**DIRECTIONS**
Treat the line containing "which is how" as the last one, and return every line exactly from the first line of the material below up to it.
Start of DATA LISTING
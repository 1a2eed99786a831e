//! Geometry as typed views over the parameter store.
//!
//! A geometry never owns coordinate values. It owns *indices* into the
//! [`ParameterStore`](crate::params::ParameterStore); two geometries built
//! from the same indices share those degrees of freedom, which is how
//! connected sketches (a line starting where an arc ends) are expressed.

use serde::{Deserialize, Serialize};

use crate::error::{Error, Result};
use crate::params::{ParamIndex, ParameterStore};
use crate::properties::Shape;

/// Index of a geometry within its session, in registration order.
pub type GeometryId = usize;

#[derive(Debug, Clone, Copy, PartialEq, Eq, Hash, Serialize, Deserialize)]
pub enum GeometryKind {
    Point,
    Line,
    Circle,
    Arc,
    Ellipse,
    ArcOfEllipse,
    Parabola,
    ArcOfParabola,
    Hyperbola,
    ArcOfHyperbola,
    BSpline,
}

/// A 2D point: two parameter slots.
#[derive(Debug, Clone, Copy, PartialEq, Eq, Serialize, Deserialize)]
pub struct Point {
    pub x: ParamIndex,
    pub y: ParamIndex,
}

impl Point {
    pub fn new(x: ParamIndex, y: ParamIndex) -> Self {
        Self { x, y }
    }

    pub(crate) fn pos(&self, params: &[f64]) -> (f64, f64) {
        (params[self.x], params[self.y])
    }
}

/// A line segment between two endpoints.
#[derive(Debug, Clone, Copy, PartialEq, Eq, Serialize, Deserialize)]
pub struct Line {
    pub start: Point,
    pub end: Point,
}

impl Line {
    pub fn new(start: Point, end: Point) -> Self {
        Self { start, end }
    }

    /// Direction vector (not normalized).
    pub(crate) fn dir(&self, params: &[f64]) -> (f64, f64) {
        let (sx, sy) = self.start.pos(params);
        let (ex, ey) = self.end.pos(params);
        (ex - sx, ey - sy)
    }
}

#[derive(Debug, Clone, Copy, PartialEq, Eq, Serialize, Deserialize)]
pub struct Circle {
    pub center: Point,
    pub radius: ParamIndex,
}

/// Circular arc. The endpoints are real points (usable by other geometry);
/// the internal rules constraint keeps them consistent with
/// `center`/`radius`/angles.
#[derive(Debug, Clone, Copy, PartialEq, Eq, Serialize, Deserialize)]
pub struct Arc {
    pub center: Point,
    pub start: Point,
    pub end: Point,
    pub start_angle: ParamIndex,
    pub end_angle: ParamIndex,
    pub radius: ParamIndex,
}

/// Ellipse described by center, first focus and minor radius. The major
/// radius is derived: `sqrt(radmin^2 + |focus1 - center|^2)`.
#[derive(Debug, Clone, Copy, PartialEq, Eq, Serialize, Deserialize)]
pub struct Ellipse {
    pub center: Point,
    pub focus1: Point,
    pub radmin: ParamIndex,
}

#[derive(Debug, Clone, Copy, PartialEq, Eq, Serialize, Deserialize)]
pub struct ArcOfEllipse {
    pub ellipse: Ellipse,
    pub start: Point,
    pub end: Point,
    pub start_angle: ParamIndex,
    pub end_angle: ParamIndex,
}

/// Parabola described by vertex and focus; the focal distance and axis
/// direction are both derived from that pair.
#[derive(Debug, Clone, Copy, PartialEq, Eq, Serialize, Deserialize)]
pub struct Parabola {
    pub vertex: Point,
    pub focus1: Point,
}

/// Arc of a parabola. The "angles" here are curve parameters of the
/// standard parametrization, not polar angles.
#[derive(Debug, Clone, Copy, PartialEq, Eq, Serialize, Deserialize)]
pub struct ArcOfParabola {
    pub parabola: Parabola,
    pub start: Point,
    pub end: Point,
    pub start_angle: ParamIndex,
    pub end_angle: ParamIndex,
}

#[derive(Debug, Clone, Copy, PartialEq, Eq, Serialize, Deserialize)]
pub struct Hyperbola {
    pub center: Point,
    pub focus1: Point,
    pub radmin: ParamIndex,
}

#[derive(Debug, Clone, Copy, PartialEq, Eq, Serialize, Deserialize)]
pub struct ArcOfHyperbola {
    pub hyperbola: Hyperbola,
    pub start: Point,
    pub end: Point,
    pub start_angle: ParamIndex,
    pub end_angle: ParamIndex,
}

/// Non-uniform rational B-spline. Unlike every other kind its parameter
/// block is shape-dependent, which is why property offsets for B-splines
/// are computed rather than table lookups.
#[derive(Debug, Clone, PartialEq, Eq, Serialize, Deserialize)]
pub struct BSpline {
    pub start: Point,
    pub end: Point,
    pub control_points: Vec<Point>,
    pub weights: Vec<ParamIndex>,
    pub knots: Vec<ParamIndex>,
    pub multiplicities: Vec<u32>,
    pub degree: usize,
    pub periodic: bool,
}

#[derive(Debug, Clone, PartialEq, Serialize, Deserialize)]
#[serde(tag = "type")]
pub enum Geometry {
    Point(Point),
    Line(Line),
    Circle(Circle),
    Arc(Arc),
    Ellipse(Ellipse),
    ArcOfEllipse(ArcOfEllipse),
    Parabola(Parabola),
    ArcOfParabola(ArcOfParabola),
    Hyperbola(Hyperbola),
    ArcOfHyperbola(ArcOfHyperbola),
    BSpline(BSpline),
}

impl Geometry {
    pub fn kind(&self) -> GeometryKind {
        match self {
            Geometry::Point(_) => GeometryKind::Point,
            Geometry::Line(_) => GeometryKind::Line,
            Geometry::Circle(_) => GeometryKind::Circle,
            Geometry::Arc(_) => GeometryKind::Arc,
            Geometry::Ellipse(_) => GeometryKind::Ellipse,
            Geometry::ArcOfEllipse(_) => GeometryKind::ArcOfEllipse,
            Geometry::Parabola(_) => GeometryKind::Parabola,
            Geometry::ArcOfParabola(_) => GeometryKind::ArcOfParabola,
            Geometry::Hyperbola(_) => GeometryKind::Hyperbola,
            Geometry::ArcOfHyperbola(_) => GeometryKind::ArcOfHyperbola,
            Geometry::BSpline(_) => GeometryKind::BSpline,
        }
    }

    /// Shape descriptor for property offset resolution. Only B-splines
    /// carry a non-trivial shape.
    pub fn shape(&self) -> Shape {
        match self {
            Geometry::BSpline(bsp) => Shape {
                control_points: bsp.control_points.len(),
                weights: bsp.weights.len(),
                knots: bsp.knots.len(),
            },
            _ => Shape::default(),
        }
    }

    /// The canonical parameter block of this geometry, in the fixed order
    /// that property offsets index into.
    ///
    /// Point coordinates referenced through sub-points (line endpoints,
    /// centers, foci) are not part of the block; they are addressed through
    /// the sub-point itself. B-splines are the exception: their block is
    /// `[cp0.x, cp0.y, ..., w..., k..., start.x, start.y, end.x, end.y]`.
    pub fn own_params(&self) -> Vec<ParamIndex> {
        match self {
            Geometry::Point(p) => vec![p.x, p.y],
            Geometry::Line(_) => Vec::new(),
            Geometry::Circle(c) => vec![c.radius],
            Geometry::Arc(a) => vec![a.start_angle, a.end_angle, a.radius],
            Geometry::Ellipse(e) => vec![e.radmin],
            Geometry::ArcOfEllipse(a) => {
                vec![a.start_angle, a.end_angle, a.ellipse.radmin]
            }
            Geometry::Parabola(_) => Vec::new(),
            Geometry::ArcOfParabola(a) => vec![a.start_angle, a.end_angle],
            Geometry::Hyperbola(h) => vec![h.radmin],
            Geometry::ArcOfHyperbola(a) => {
                vec![a.start_angle, a.end_angle, a.hyperbola.radmin]
            }
            Geometry::BSpline(bsp) => {
                let mut block =
                    Vec::with_capacity(2 * bsp.control_points.len() + bsp.weights.len() + bsp.knots.len() + 4);
                for cp in &bsp.control_points {
                    block.push(cp.x);
                    block.push(cp.y);
                }
                block.extend_from_slice(&bsp.weights);
                block.extend_from_slice(&bsp.knots);
                block.extend_from_slice(&[bsp.start.x, bsp.start.y, bsp.end.x, bsp.end.y]);
                block
            }
        }
    }

    /// Every parameter index this view touches, own block or not.
    pub fn referenced_params(&self) -> Vec<ParamIndex> {
        let mut indices = self.own_params();
        let mut point = |p: &Point| {
            indices.push(p.x);
            indices.push(p.y);
        };
        match self {
            Geometry::Point(_) | Geometry::BSpline(_) => {}
            Geometry::Line(l) => {
                point(&l.start);
                point(&l.end);
            }
            Geometry::Circle(c) => point(&c.center),
            Geometry::Arc(a) => {
                point(&a.center);
                point(&a.start);
                point(&a.end);
            }
            Geometry::Ellipse(e) => {
                point(&e.center);
                point(&e.focus1);
            }
            Geometry::ArcOfEllipse(a) => {
                point(&a.ellipse.center);
                point(&a.ellipse.focus1);
                point(&a.start);
                point(&a.end);
            }
            Geometry::Parabola(p) => {
                point(&p.vertex);
                point(&p.focus1);
            }
            Geometry::ArcOfParabola(a) => {
                point(&a.parabola.vertex);
                point(&a.parabola.focus1);
                point(&a.start);
                point(&a.end);
            }
            Geometry::Hyperbola(h) => {
                point(&h.center);
                point(&h.focus1);
            }
            Geometry::ArcOfHyperbola(a) => {
                point(&a.hyperbola.center);
                point(&a.hyperbola.focus1);
                point(&a.start);
                point(&a.end);
            }
        }
        indices
    }

    /// Check that every referenced index is live in `store` and that
    /// shape-dependent arities are coherent.
    pub fn validate(&self, store: &ParameterStore) -> Result<()> {
        if let Geometry::BSpline(bsp) = self {
            let ncp = bsp.control_points.len();
            if ncp < 2 {
                return Err(Error::invalid_shape(format!(
                    "b-spline needs at least 2 control points, got {ncp}"
                )));
            }
            if bsp.weights.len() != ncp {
                return Err(Error::invalid_shape(format!(
                    "b-spline has {ncp} control points but {} weights",
                    bsp.weights.len()
                )));
            }
            if bsp.multiplicities.len() != bsp.knots.len() {
                return Err(Error::invalid_shape(format!(
                    "b-spline has {} knots but {} multiplicities",
                    bsp.knots.len(),
                    bsp.multiplicities.len()
                )));
            }
            if bsp.degree == 0 {
                return Err(Error::invalid_shape("b-spline degree must be at least 1"));
            }
        }
        for index in self.referenced_params() {
            if !store.contains(index) {
                return Err(Error::IndexOutOfRange {
                    index,
                    len: store.len(),
                });
            }
        }
        Ok(())
    }
}
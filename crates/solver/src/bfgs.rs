use nalgebra::DMatrix;
use tracing::trace;

use crate::config::SolverConfig;
use crate::system::{ResidualSystem, SolveOutcome};

/// BFGS quasi-Newton minimization of `0.5 * ||r(x)||^2` with a
/// backtracking Armijo line search.
pub fn solve<S: ResidualSystem + ?Sized>(
    system: &S,
    x: &mut [f64],
    config: &SolverConfig,
) -> SolveOutcome {
    let n = x.len();
    if n == 0 || system.residual_count() == 0 {
        let residual = system.residual_norm(x);
        return SolveOutcome {
            converged: residual < config.convergence,
            iterations: 0,
            residual,
        };
    }

    let mut r = system.residual_vector(x);
    let mut cost = r.norm();
    let mut grad = system.jacobian(x).transpose() * &r;
    let mut h_inv: DMatrix<f64> = DMatrix::identity(n, n);
    let mut iterations = 0;

    for iteration in 0..config.max_iterations {
        if cost < config.convergence {
            return SolveOutcome {
                converged: true,
                iterations,
                residual: cost,
            };
        }
        iterations = iteration + 1;

        if grad.norm() < 1e-16 {
            break;
        }

        let mut direction = (&h_inv * &grad).scale(-1.0);
        let mut slope = grad.dot(&direction);
        if slope >= 0.0 {
            // curvature information went bad, fall back to steepest descent
            h_inv = DMatrix::identity(n, n);
            direction = grad.scale(-1.0);
            slope = grad.dot(&direction);
        }

        let f = 0.5 * cost * cost;
        let mut t = 1.0;
        let mut accepted = false;
        let mut trial = x.to_vec();
        for _ in 0..30 {
            for i in 0..n {
                trial[i] = x[i] + t * direction[i];
            }
            let r_trial = system.residual_vector(&trial);
            let f_trial = 0.5 * r_trial.norm_squared();
            if f_trial <= f + 1e-4 * t * slope {
                let step = direction.scale(t);
                x.copy_from_slice(&trial);
                r = r_trial;
                cost = r.norm();
                let grad_new = system.jacobian(x).transpose() * &r;
                let y = &grad_new - &grad;
                let sy = step.dot(&y);
                if sy > 1e-12 {
                    let rho = 1.0 / sy;
                    let identity = DMatrix::<f64>::identity(n, n);
                    let left = &identity - (&step * y.transpose()).scale(rho);
                    let right = &identity - (&y * step.transpose()).scale(rho);
                    h_inv = &left * &h_inv * &right + (&step * step.transpose()).scale(rho);
                }
                grad = grad_new;
                accepted = true;
                break;
            }
            t *= 0.5;
        }

        if config.per_iteration() {
            trace!(iteration, residual = cost, "bfgs iteration");
        }
        if !accepted {
            break;
        }
    }

    SolveOutcome {
        converged: cost < config.convergence,
        iterations,
        residual: cost,
    }
}
//! Iterative nonlinear least-squares algorithms for the planar constraint core.
//!
//! Everything here operates on a [`ResidualSystem`]: an oracle that maps a
//! free-variable vector to a residual vector (and, optionally, an analytic
//! Jacobian). The algorithms know nothing about geometry or constraints.

pub mod bfgs;
pub mod config;
pub mod dogleg;
pub mod lm;
pub mod sqp;
pub mod system;

pub use config::{Algorithm, DebugMode, SolveMethod, SolverConfig};
pub use system::{ResidualSystem, SolveOutcome};
// ── basic solves ──

#[test]
fn coincident_points_meet() {
    for algorithm in [
        Algorithm::DogLeg,
        Algorithm::LevenbergMarquardt,
        Algorithm::Bfgs,
    ] {
        let mut session = Session::new();
        let (a, pa) = free_point(&mut session, 10.0, 10.0);
        let (b, pb) = free_point(&mut session, 20.0, 20.0);
        session
            .add_constraint(
                ConstraintKind::P2PCoincident { a, b },
                Modifiers::default(),
                UNTAGGED,
            )
            .expect("resolves");

        let status = session.solve(algorithm);
        assert!(status.converged, "{algorithm:?}: {}", status.residual);
        assert_eq!(status.dof, 2, "a coincident pair still translates freely");
        assert!(session.apply());

        let (ax, ay) = pos(&session, pa);
        let (bx, by) = pos(&session, pb);
        assert_near(ax, bx, 1e-8);
        assert_near(ay, by, 1e-8);
    }
}

#[test]
fn fixed_point_anchors_the_solve() {
    let mut session = Session::new();
    let (a, pa) = fixed_point(&mut session, 10.0, 10.0);
    let (b, pb) = free_point(&mut session, 20.0, 20.0);
    session
        .add_constraint(
            ConstraintKind::P2PCoincident { a, b },
            Modifiers::default(),
            UNTAGGED,
        )
        .expect("resolves");

    let status = session.solve(Algorithm::DogLeg);
    assert!(status.converged);
    assert_eq!(status.dof, 0);
    session.apply();

    // the fixed point never moved, the free one came to it
    assert_eq!(pos(&session, pa), (10.0, 10.0));
    assert!(session.is_fixed(pa.x).expect("live"));
    let (bx, by) = pos(&session, pb);
    assert_near(bx, 10.0, 1e-8);
    assert_near(by, 10.0, 1e-8);
}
End of DATA LISTING
**EXERCISE RESPONSE**
repository 1a2eed99786a831e
//! Geometry as typed views over the parameter store.
//!
//! A geometry never owns coordinate values. It owns *indices* into the
//! [`ParameterStore`](crate::params::ParameterStore); two geometries built
//! from the same indices share those degrees of freedom, which is how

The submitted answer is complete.